New customers are expensive

Ever since we’ve had businesses we’ve known that attracting new customers is one of the hardest things you can do. The biggest distortion in digital marketing is the disproportionate effort that goes into generating visitors, feeding the top of the funnel, or whatever else initiates your sales process. For many businesses this has become the main metric they focus on.


Generating footfall or eyeballs will always be challenging. Because it’s so challenging, smart businesses have always understood the value of turning more prospects into sales and earning more revenue from every customer. Welcome to Conversion Rate Optimisation or CRO.

Put simply, converting opportunity into revenue is what CRO is all about. If you want more background and an overview of all of the common terms used in CRO you can find it here.

Ignoring CRO while investing in PPC and SEO is a bit like paying a fortune to locate a physical shop in a prime location, taking out expensive advertising and then paying no attention to product displays, the layout of the store or the quality of your staff.

More sales with no new customers

If you have an eCommerce site you’ll probably convert between 2% and 4% of your site visitors into a sale. If you’ve never carried out any structured optimisation your conversion rate will almost certainly be at least 50% lower than it should be. In other words, you could increase your sales by 50%. without a single new site visitor or any additional product lines.

I’m assuming here that the site was built competently by somebody who understands eCommerce good practice. You could possibly double or treble the increase in sales if your site developer didn’t really understand what convinces people to buy online or if your site performs poorly.

Engaged customers are happy customers

A study published by MOZ in 2015 confirmed what we see consistently in our clients’ data: more time on your site and more average page views result in higher conversions. In other words, keep people engaged and they are more likely to buy. It’s not all about price!

CRO is about the whole experience somebody has when they visit your site. The quality of that experience is a pretty good indicator of whether they will make a purchase and of whether they will return.


Not just eCommerce

Even if you don’t carry out sales transactions on your site, CRO is still a driver for success. Your site should always have conversion goals that you are monitoring and trying to improve. It might be a prospect making a phone call, filling out a form or clicking a specific CTA. 

The way you structure your site, the content you present, and how you present it will determine how many customers reach a defined goal. CRO makes it easier for them to get there and more likely they’ll do what you want.

An investment with a lasting return

I’ve seen agencies claim that this is all free additional profit. It isn’t. Claiming that it’s something for nothing is a bit of an insult to your intelligence.

CRO is skilled work involving analysis, observation, modelling and testing.

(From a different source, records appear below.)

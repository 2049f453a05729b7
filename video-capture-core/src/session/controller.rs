use std::sync::atomic::{AtomicU64, Ordering};
use std::sync::Arc;
use std::thread;

use crossbeam_channel::{bounded, select, unbounded, Receiver, Sender, TrySendError};
use parking_lot::{Mutex, RwLock};

use crate::delegate::forwarder::DelegateForwarder;
use crate::models::camera::Camera;
use crate::models::config::CaptureConfiguration;
use crate::models::device::CaptureDevice;
use crate::models::error::CaptureError;
use crate::models::media::Frame;
use crate::models::state::CaptureState;
use crate::recording::state_machine::{FrameOutcome, RecordingSession, RecordingStateMachine};
use crate::selector::device_selector::{change_capture_device, DeviceChange};
use crate::storage::finalize::spawn_finalize;
use crate::traits::capture_delegate::CaptureDelegate;
use crate::traits::capture_source::{CaptureSource, FrameCallback};
use crate::traits::device_catalog::DeviceCatalog;
use crate::traits::frame_delegate::FrameDelegate;
use crate::traits::movie_writer::MovieWriterFactory;
use crate::traits::photo_library::PhotoLibrary;

/// Frames waiting for the capture queue. A frame arriving while this is
/// full is dropped.
pub const FRAME_QUEUE_DEPTH: usize = 4;

/// Run id meaning "no run attached".
const DETACHED: u64 = 0;

/// Control messages to the capture queue. The queue is the only owner of
/// the recording state; everything else talks to it through these.
enum Command {
    Start(Camera),
    Stop,
    Trigger,
    Flush(Sender<()>),
    Shutdown,
}

/// A frame tagged with the run that delivered it.
type RunFrame = (u64, Frame);

/// Read-only view published by the capture queue.
#[derive(Debug, Clone, Default)]
struct Snapshot {
    state: CaptureState,
    active_device: Option<CaptureDevice>,
    running: bool,
}

type SharedDelegate = Arc<RwLock<Option<Arc<dyn CaptureDelegate>>>>;

/// Camera capture controller.
///
/// Owns the capture source on a dedicated `capture-queue` thread that
/// serializes session configuration and per-frame recording work. Every
/// frame is also forwarded to the `FrameDelegate`, recording or not.
///
/// ```text
/// [CaptureSource] → callback ─┬→ [DelegateForwarder] → FrameDelegate
///                             └→ frame queue → capture-queue → [RecordingStateMachine] → [MovieWriter]
///                                                                     ↓ end
///                                               recording-finalize → [PhotoLibrary]
/// ```
///
/// Each start of the source is a new run with its own id. Frames from any
/// other run are discarded, so a stopped camera can never feed the next
/// recording.
pub struct CaptureController {
    commands: Sender<Command>,
    active_run: Arc<AtomicU64>,
    has_video_output: bool,
    current_camera: Mutex<Camera>,
    snapshot: Arc<RwLock<Snapshot>>,
    delegate: SharedDelegate,
    forwarder: Arc<DelegateForwarder>,
    worker: Option<thread::JoinHandle<()>>,
}
use std::fs;
use std::path::PathBuf;

use crate::models::camera::Camera;
use crate::models::config::CaptureConfiguration;
use crate::models::device::{MovieContainer, WriterSettings};
use crate::models::error::CaptureError;
use crate::models::media::{Frame, MediaTime};
use crate::models::state::CaptureState;
use crate::traits::capture_source::CaptureSource;
use crate::traits::movie_writer::{MovieWriter, MovieWriterFactory};

/// An open recording: the writer plus the bookkeeping needed to place frames.
pub struct RecordingSession {
    pub file_path: PathBuf,
    pub writer: Box<dyn MovieWriter>,
    pub settings: WriterSettings,
    /// Timestamp of the frame that primed the session, in seconds.
    pub baseline_seconds: f64,
    pub frames_appended: u64,
    pub frames_dropped: u64,
    pub last_presentation_time: MediaTime,
    pub camera: Option<Camera>,
}

impl RecordingSession {
    pub fn duration_secs(&self) -> f64 {
        self.last_presentation_time.seconds()
    }
}

impl std::fmt::Debug for RecordingSession {
    fn fmt(&self, f: &mut std::fmt::Formatter<'_>) -> std::fmt::Result {
        f.debug_struct("RecordingSession")
            .field("file_path", &self.file_path)
            .field("baseline_seconds", &self.baseline_seconds)
            .field("frames_appended", &self.frames_appended)
            .field("frames_dropped", &self.frames_dropped)
            .finish_non_exhaustive()
    }
}

/// What a single frame did to the recording.
#[derive(Debug, Clone, PartialEq)]
pub enum FrameOutcome {
    /// Not recording; the frame only went to the live delegate.
    Ignored,
    /// A new movie file was opened and primed with this frame.
    Opened(PathBuf),
    Appended(MediaTime),
    /// The writer was not ready (or refused the frame); nothing was written.
    Dropped,
    /// Opening the writer failed; the state is back to idle.
    Failed(CaptureError),
}

/// Four-state recording lifecycle driven by the user trigger and by frames.
///
/// Owned by the capture queue. Nothing else mutates it.
pub struct RecordingStateMachine {
    state: CaptureState,
    session: Option<RecordingSession>,
    output_directory: PathBuf,
    container: MovieContainer,
    media_timescale: i32,
    rotation_degrees: u32,
    camera: Option<Camera>,
}

impl RecordingStateMachine {
    pub fn new(config: &CaptureConfiguration) -> Self {
        Self {
            state: CaptureState::Idle,
            session: None,
            output_directory: config.output_directory.clone(),
            container: config.container,
            media_timescale: config.media_timescale,
            rotation_degrees: config.rotation_degrees,
            camera: None,
        }
    }

    pub fn state(&self) -> CaptureState {
        self.state
    }

    pub fn session(&self) -> Option<&RecordingSession> {
        self.session.as_ref()
    }

    /// Camera recorded into the metadata of sessions opened from now on.
    pub fn set_camera(&mut self, camera: Camera) {
        self.camera = Some(camera);
    }

    /// Add frames lost before reaching the machine to the open recording.
    ///
    /// Returns false when no recording is open; the count is discarded.
    pub fn record_dropped(&mut self, count: u64) -> bool {
        match self.session.as_mut() {
            Some(session) if self.state == CaptureState::Capturing => {
                session.frames_dropped += count;
                true
            }
            _ => false,
        }
    }

    /// User capture action: idle → start, capturing → end.
    ///
    /// Returns the closed session when the trigger ends a recording.
    pub fn trigger(&mut self) -> Option<RecordingSession> {
        let next = self.state.on_trigger();
        if next == self.state {
            return None;
        }
        log::debug!("Capture state {} -> {}", self.state.as_str(), next.as_str());
        self.state = next;
        if next == CaptureState::End {
            self.session.take()
        } else {
            None
        }
    }

    /// Force the lifecycle to `end`, returning any open session.
    pub fn force_end(&mut self) -> Option<RecordingSession> {
        if self.state != CaptureState::End {
            log::debug!("Capture state {} -> end (stop)", self.state.as_str());
        }
        self.state = CaptureState::End;
        self.session.take()
    }

    /// Ready a finished lifecycle for a new capture. Only `end` is reset.
    pub fn reset(&mut self) -> bool {
        if self.state == CaptureState::End {
            log::debug!("Capture state end -> idle (new capture)");
            self.state = CaptureState::Idle;
            return true;
        }
        false
    }

    /// Per-frame step.
    ///
    /// In `start` the frame opens the writer (settings borrowed from the
    /// source) and becomes the timestamp baseline. In `capturing` the frame
    /// is appended relative to the baseline, or dropped if the writer is not
    /// ready. Other states ignore frames.
    pub fn handle_frame(
        &mut self,
        frame: &Frame,
        factory: &dyn MovieWriterFactory,
        source: &dyn CaptureSource,
    ) -> FrameOutcome {
        let opened = match self.state {
            CaptureState::Start => match self.open_session(frame, factory, source) {
                Ok(path) => Some(path),
                Err(e) => {
                    log::error!("Failed to open recording: {}", e);
                    log::debug!("Capture state start -> idle (writer failed)");
                    self.state = CaptureState::Idle;
                    return FrameOutcome::Failed(e);
                }
            },
            CaptureState::Capturing => None,
            CaptureState::Idle | CaptureState::End => return FrameOutcome::Ignored,
        };

        let appended = self.append(frame);
        match (opened, appended) {
            (Some(path), _) => FrameOutcome::Opened(path),
            (None, Some(time)) => FrameOutcome::Appended(time),
            (None, None) => FrameOutcome::Dropped,
        }
    }

    fn open_session(
        &mut self,
        frame: &Frame,
        factory: &dyn MovieWriterFactory,
        source: &dyn CaptureSource,
    ) -> Result<PathBuf, CaptureError> {
        let encoder = source.recommended_encoder_settings(self.container).ok_or_else(|| {
            CaptureError::WriterCreationFailed("video output has no recommended encoder settings".into())
        })?;

        let file_name = uuid::Uuid::new_v4().to_string();
        let file_path = self
            .output_directory
            .join(format!("{}.{}", file_name, self.container.extension()));

        let settings = WriterSettings {
            container: self.container,
            encoder,
            rotation_degrees: self.rotation_degrees,
            media_timescale: self.media_timescale,
            expects_media_data_in_real_time: true,
        };

        let mut writer = factory.create(&file_path, &settings)?;
        if let Err(e) = writer.start_session(MediaTime::ZERO) {
            drop(writer);
            if let Err(rm) = fs::remove_file(&file_path) {
                log::warn!("Failed to remove {}: {}", file_path.display(), rm);
            }
            return Err(e);
        }

        log::info!("Recording to {}", file_path.display());

        self.session = Some(RecordingSession {
            file_path: file_path.clone(),
            writer,
            settings,
            baseline_seconds: frame.timestamp.seconds(),
            frames_appended: 0,
            frames_dropped: 0,
            last_presentation_time: MediaTime::ZERO,
            camera: self.camera,
        });
        log::debug!("Capture state start -> capturing");
        self.state = CaptureState::Capturing;
        Ok(file_path)
    }

    /// Append to the open session. `None` means the frame was dropped.
    fn append(&mut self, frame: &Frame) -> Option<MediaTime> {
        let timescale = self.media_timescale;
        let session = self.session.as_mut()?;

        if !session.writer.is_ready_for_more_media_data() {
            session.frames_dropped += 1;
            log::trace!("Writer not ready, dropping frame at {:.3}s", frame.timestamp.seconds());
            return None;
        }

        let time = MediaTime::from_seconds(frame.timestamp.seconds() - session.baseline_seconds, timescale);
        match session.writer.append(&frame.buffer, time) {
            Ok(()) => {
                session.frames_appended += 1;
                session.last_presentation_time = time;
                Some(time)
            }
            Err(e) => {
                session.frames_dropped += 1;
                log::error!("Failed to append frame: {}", e);
                None
            }
        }
    }
}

This has a price - but it’s a better investment than ploughing thousands over and over again into escalating PPC and SEO budgets with short-term returns.

The benefits of conversion rate optimisation are enduring. The budget you spend this month will continue to reap returns in a year’s time. Think of it more like a capital investment than a consumable cost.

How it works

The changes you need to make to your website and user experience to increase conversions are unique to your business and your customers. Some best practice principles are universal (eg simple is always better than complicated), but specific improvements will always depend on who your customers are, what they prefer and how they behave.

The process starts with analysis of data and behaviour to understand exactly what your customers want to do and where they are struggling. The resulting Insights Report provides a sound basis for designing statistically significant tests that will progressively improve your conversion rates.